LC-MS has become an invaluable technique for trace analysis of polar compounds in aqueous samples of the environment and in water treatment. LC-MS is of particular importance due to the impetus it has provided for research into the occurrence and fate of polar contaminants, and of their even more polar transformation products. Mass spectrometric detection and identification is most widely used in combination with sample preconcentration, chromatographic separation and atmospheric pressure ionization (API). The focus of the first part of this review is directed particularly toward instruments and method development with respect to their applications for detecting emerging contaminants, microorganisms and humic substances (HS). The current status and future perspectives of 1) mass analyzers, 2) ionization techniques to interface liquid chromatography (LC) with mass spectrometry (MS), 3) methods for preconcentration and separation with respect to their application for water analysis are discussed and examples of applications are given.
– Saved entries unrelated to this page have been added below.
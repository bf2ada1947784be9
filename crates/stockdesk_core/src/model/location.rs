//! Branch and warehouse selections.

use serde::{Deserialize, Serialize};

/// Currently selected branch. `id == 0` means none selected.
#[derive(Debug, Clone, Default, PartialEq, Eq, Serialize, Deserialize)]
pub struct Branch {
    pub id: i64,
    pub label: String,
}

/// Currently selected warehouse. `id == 0` means none selected.
#[derive(Debug, Clone, Default, PartialEq, Eq, Serialize, Deserialize)]
pub struct Warehouse {
    pub id: i64,
    pub label: String,
}

impl Branch {
    pub fn new(id: i64, label: impl Into<String>) -> Self {
        Self {
            id,
            label: label.into(),
        }
    }

    pub fn is_selected(&self) -> bool {
        self.id != 0
    }
}

impl Warehouse {
    pub fn new(id: i64, label: impl Into<String>) -> Self {
        Self {
            id,
            label: label.into(),
        }
    }

    pub fn is_selected(&self) -> bool {
        self.id != 0
    }
}

#[cfg(test)]
mod tests {
    use super::{Branch, Warehouse};

    #[test]
    fn zero_id_means_nothing_selected() {
        assert!(!Branch::default().is_selected());
        assert!(Branch::new(5, "Main").is_selected());
        assert!(!Warehouse::new(0, "North").is_selected());
        assert!(Warehouse::new(3, "North").is_selected());
    }
}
Quadrupole and ion trap mass analyzers with electrospray ionization (ESI) and atmospheric pressure chemical ionization (APCI) are already applied in routine analysis. Time-of-flight (TOF) mass spectrometers are of particular interest for accurate mass measurements for identification of unknowns. For non-polar compounds, different ionization approaches have been described, such as atmospheric pressure photoionization (APPI), electrochemistry with ESI, or electron capture ionization with APCI. In sample preconcentration and separation, solid phase extraction (SPE) with different non-selective sorbent materials and HPLC on reversed-phase materials (RP-HPLC) play the dominant role. In addition, various on-line and miniaturized approaches for sample extraction and sample introduction into the MS have been used. Ion chromatography (IC), size-exclusion chromatography (SEC), and capillary electrophoresis (CE) are alternative separation techniques. Furthermore, the issues of compound identification, matrix effects on quantitation, development of mass spectral libraries and the topic of connecting analysis and toxicity bioassays are addressed.